Westmont Magazine Taking Science Education Outdoors
Pam Johnson ’81 began her outdoor education early, camping and hiking with her family and biking extensively as a high school student. She even rode her bicycle through the Canadian Rockies. For eight summers she worked at Yosemite Sierra Summer Camp on Bass Lake.
At Westmont, she participated in the Urban Program (now Westmont in San Francisco), where she served at an inner- city school. She studied for a semester at Gordon College in Massachusetts, and traveled to North Carolina for the one-month Appalachian Program during Interterm. “We stayed at Mars Hill College as well as with a local family for a few nights,” she says. “A highlight was going down into a coal mine. I loved exploring New England and North Carolina.”
Pam majored in education at Westmont, earned her elementary credential at Cal Poly San Luis Obispo and taught at Bethany Christian Academy in Westminster for three years before leaving the classroom. She found a better fit with Inside the Outdoors, an experiential learning program focused on environmental science through the Orange County Department of Education.
Beginning as lead naturalist, she taught a group of 10-16 students on field trips to the foothills, the beach and local wetlands. In time, she integrated teaching with supervising and training other naturalists. After earning a Master of Science and administrative services credential at Pepperdine, she rose to administrator of Inside the Outdoors in 2000, eventually expanding it to 150,000 students a year, 200 employees and 12 field sites.
The organization operated entirely with money raised from donors, sponsors, grants and fees, and she secured a major 15-year grant for teaching environmental science
to low-income students. The hands-on instruction in wilderness settings (including two residential sites where students
stayed overnight) received two Governor’s Environmental and Economic Leadership Awards.
“Schools are required to teach science, and a lot of teachers don’t have a science background,” she says. “Not only is environmental literacy important, but it’s fun, and students enjoy the outdoor activities. My work has combined my love for education and the outdoors with my interest in developing creative and experiential models for learning.”
When funding got tight, Pam started a traveling science program that took scientists and a portable lab to school campuses to avoid the cost of field trips. She spent 29 years with Orange County before closing down the outdoor residential science program. Inside the Outdoors continues today with the traveling program and some field trips.
Pam found a way to continue outdoor environmental science education. The people who own Yosemite Sierra Summer Camp also offer Emerald Cove Summer Camp in Running Springs with offices in San Clemente. Pam approached them about creating something similar to Inside
the Outdoors, and she helped establish Emerald Cove Outside Science (ECOS) , which contracts with agencies required to provide environmental education and with some schools. She now serves as director
of educational partnerships for ECOS (ecosinstitute.com).

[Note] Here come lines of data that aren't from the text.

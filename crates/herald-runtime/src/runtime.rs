//! Runtime wiring: configuration, logging, a type registry and a finder.
//!
//! # Quick Start
//!
//! ```rust,ignore
//! use herald_runtime::HeraldRuntime;
//!
//! // Loads herald.toml / HERALD_* from the default locations
//! let runtime = HeraldRuntime::load()?;
//!
//! let handlers = runtime.register::<SettingsScreen>()?;
//! for handler in handlers.iter() {
//!     println!("{} handles {}", handler.name(), handler.message_type());
//! }
//! ```

use std::path::Path;
use std::sync::Arc;

use herald_core::{
    GeneratedIndex, HandlerMethod, Subscriber, SubscriberIndex, SubscriberMethodFinder, TypeKey,
    TypeRegistry,
};
use tracing::{debug, info};

use crate::config::{ConfigLoader, HeraldConfig, validate_config};
use crate::error::RuntimeResult;
use crate::logging;

/// Owns the type registry and the finder configured for it.
///
/// Types become resolvable once registered; registering a type records its
/// whole ancestor chain.
pub struct HeraldRuntime {
    config: HeraldConfig,
    registry: Arc<TypeRegistry>,
    finder: SubscriberMethodFinder,
    index_count: usize,
}

impl HeraldRuntime {
    /// Creates a runtime from `config`, initializing logging.
    pub fn new(config: HeraldConfig) -> RuntimeResult<Self> {
        Self::builder(config).build()
    }

    /// Starts building a runtime from `config`.
    pub fn builder(config: HeraldConfig) -> RuntimeBuilder {
        RuntimeBuilder {
            config,
            indexes: Vec::new(),
            init_logging: true,
        }
    }

    /// Loads the configuration from the default locations and builds a runtime.
    pub fn load() -> RuntimeResult<Self> {
        Self::new(ConfigLoader::new().load()?)
    }

    /// Loads the configuration from `path` and builds a runtime.
    pub fn from_config_file<P: AsRef<Path>>(path: P) -> RuntimeResult<Self> {
        Self::new(ConfigLoader::new().file(path).load()?)
    }

    /// Returns the configuration.
    pub fn config(&self) -> &HeraldConfig {
        &self.config
    }

    /// Returns the type registry the finder introspects.
    pub fn registry(&self) -> &Arc<TypeRegistry> {
        &self.registry
    }

    /// Returns the finder built from the configuration.
    pub fn finder(&self) -> &SubscriberMethodFinder {
        &self.finder
    }

    /// Records the hierarchy of `T` and resolves its handler methods.
    pub fn register<T: Subscriber>(&self) -> RuntimeResult<Arc<[HandlerMethod]>> {
        self.registry.register::<T>();
        self.handlers_for(T::type_key())
    }

    /// Resolves the handler methods of an already-known type.
    pub fn handlers_for(&self, subscriber: TypeKey) -> RuntimeResult<Arc<[HandlerMethod]>> {
        Ok(self.finder.find_subscriber_methods(subscriber)?)
    }

    /// Drops every cached resolution.
    pub fn clear_caches(&self) {
        self.finder.clear_caches();
    }

    /// Returns a snapshot of registry and cache sizes.
    pub fn stats(&self) -> RuntimeStats {
        RuntimeStats {
            registered_types: self.registry.len(),
            cached_types: self.finder.cached_type_count(),
            indexes: self.index_count,
        }
    }
}

impl std::fmt::Debug for HeraldRuntime {
    fn fmt(&self, f: &mut std::fmt::Formatter<'_>) -> std::fmt::Result {
        f.debug_struct("HeraldRuntime")
            .field("config", &self.config)
            .field("stats", &self.stats())
            .finish()
    }
}

/// Builder for [`HeraldRuntime`].
pub struct RuntimeBuilder {
    config: HeraldConfig,
    indexes: Vec<Arc<dyn SubscriberIndex>>,
    init_logging: bool,
}

impl RuntimeBuilder {
    /// Adds an index, consulted after the generated one.
    pub fn index(mut self, index: Arc<dyn SubscriberIndex>) -> Self {
        self.indexes.push(index);
        self
    }

    /// Whether to install the global logging subscriber (default: true).
    pub fn init_logging(mut self, enabled: bool) -> Self {
        self.init_logging = enabled;
        self
    }

    /// Validates the configuration and builds the runtime.
    pub fn build(self) -> RuntimeResult<HeraldRuntime> {
        validate_config(&self.config)?;

        if self.init_logging {
            logging::init_from_config(&self.config.logging);
        }

        let registry = Arc::new(TypeRegistry::new());
        let mut finder = SubscriberMethodFinder::builder(registry.clone())
            .options(self.config.finder.clone());

        let mut index_count = 0;
        if self.config.finder.ignore_generated_index {
            debug!("Generated index disabled by configuration");
        } else {
            let generated = GeneratedIndex::new();
            debug!(entries = generated.len(), "Using generated subscriber index");
            finder = finder.index(Arc::new(generated));
            index_count += 1;
        }
        for index in self.indexes {
            finder = finder.index(index);
            index_count += 1;
        }

        info!(
            strict_verification = self.config.finder.strict_verification,
            indexes = index_count,
            "Herald runtime initialized"
        );

        Ok(HeraldRuntime {
            finder: finder.build(),
            config: self.config,
            registry,
            index_count,
        })
    }
}

/// Registry and cache sizes of a [`HeraldRuntime`].
#[derive(Debug, Clone, Copy, PartialEq, Eq)]
pub struct RuntimeStats {
    /// Types known to the registry, ancestors included.
    pub registered_types: usize,
    /// Types whose resolution is cached.
    pub cached_types: usize,
    /// Indexes consulted before introspection.
    pub indexes: usize,
}

#[cfg(test)]
mod tests {
    use std::any::Any;

    use herald_core::{
        FinderError, HandlerMarker, InvokeResult, SimpleSubscriberIndex, SimpleSubscriberInfo,
        ThreadMode,
    };
    use herald_macros::{Subscriber, handlers};

    use super::*;
    use crate::error::RuntimeError;

    struct Upload;
    struct Shutdown;

    #[derive(Default, Subscriber)]
    struct Service;

    #[handlers(index)]
    impl Service {
        #[subscribe(mode = "background")]
        pub fn on_upload(&self, _upload: &Upload) {}
    }

    #[derive(Default, Subscriber)]
    struct SyncService {
        #[subscriber(parent)]
        service: Service,
    }

    #[handlers]
    impl SyncService {
        #[subscribe(priority = 5)]
        pub fn on_shutdown(&self, _shutdown: &Shutdown) {}
    }

    #[derive(Subscriber)]
    struct Silent;

    #[handlers]
    impl Silent {}

    fn runtime(config: HeraldConfig) -> HeraldRuntime {
        HeraldRuntime::builder(config)
            .init_logging(false)
            .build()
            .unwrap()
    }

    #[test]
    fn test_register_resolves_hierarchy() {
        let runtime = runtime(HeraldConfig::default());
        let methods = runtime.register::<SyncService>().unwrap();

        let names: Vec<_> = methods.iter().map(|m| m.name()).collect();
        assert_eq!(names, vec!["on_shutdown", "on_upload"]);
        assert_eq!(methods[1].thread_mode(), ThreadMode::Background);

        let stats = runtime.stats();
        assert_eq!(stats.registered_types, 2);
        assert_eq!(stats.cached_types, 1);
        assert_eq!(stats.indexes, 1);
    }

    #[test]
    fn test_handlers_for_and_clear_caches() {
        let runtime = runtime(HeraldConfig::default());
        runtime.register::<Service>().unwrap();

        let first = runtime.handlers_for(TypeKey::of::<Service>()).unwrap();
        let second = runtime.handlers_for(TypeKey::of::<Service>()).unwrap();
        assert!(Arc::ptr_eq(&first, &second));

        runtime.clear_caches();
        assert_eq!(runtime.stats().cached_types, 0);
        let third = runtime.handlers_for(TypeKey::of::<Service>()).unwrap();
        assert_eq!(&*first, &*third);
    }

    #[test]
    fn test_subscriber_without_handlers() {
        let runtime = runtime(HeraldConfig::default());
        assert!(matches!(
            runtime.register::<Silent>(),
            Err(RuntimeError::Finder(FinderError::NoEligibleHandlers { .. }))
        ));
    }

    #[test]
    fn test_extra_index_is_consulted() {
        fn noop(_: &dyn Any, _: &dyn Any) -> InvokeResult {
            Ok(())
        }

        let info = SimpleSubscriberInfo::new(TypeKey::of::<Silent>()).handler::<Shutdown>(
            "on_shutdown",
            HandlerMarker::new().sticky(true),
            noop,
        );
        let runtime = HeraldRuntime::builder(HeraldConfig::default())
            .init_logging(false)
            .index(Arc::new(SimpleSubscriberIndex::new().with(info)))
            .build()
            .unwrap();

        let methods = runtime.register::<Silent>().unwrap();
        assert_eq!(methods.len(), 1);
        assert_eq!(methods[0].message_type(), TypeKey::of::<Shutdown>());
        assert!(methods[0].is_sticky());
        assert_eq!(runtime.stats().indexes, 2);
    }

    #[test]
    fn test_ignore_generated_index() {
        let mut config = HeraldConfig::default();
        config.finder.ignore_generated_index = true;
        let runtime = runtime(config);

        assert_eq!(runtime.stats().indexes, 0);
        assert_eq!(runtime.register::<Service>().unwrap().len(), 1);
    }

    #[test]
    fn test_invalid_config_is_rejected() {
        let mut config = HeraldConfig::default();
        config.finder.pool_size = 0;
        assert!(matches!(
            HeraldRuntime::builder(config).init_logging(false).build(),
            Err(RuntimeError::Config(_))
        ));
    }
}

Pam learned something about herself through her work. “I discovered that I truly enjoy building relationships with school districts, with donors and with corporate partners like Boeing and Disney,” she says. She also worked closely with the Orange County Parks and Recreation Department to identify sites for outdoor education.
Pam still camps in the High Sierra with her husband, Bill Murphy, and her daughter, who plans to major in environmental science at a college in Colorado or Oregon. They do an annual windsurfing camp at Lake Lopez and love visiting national parks. “I love all kinds of outdoor experiences,” she says.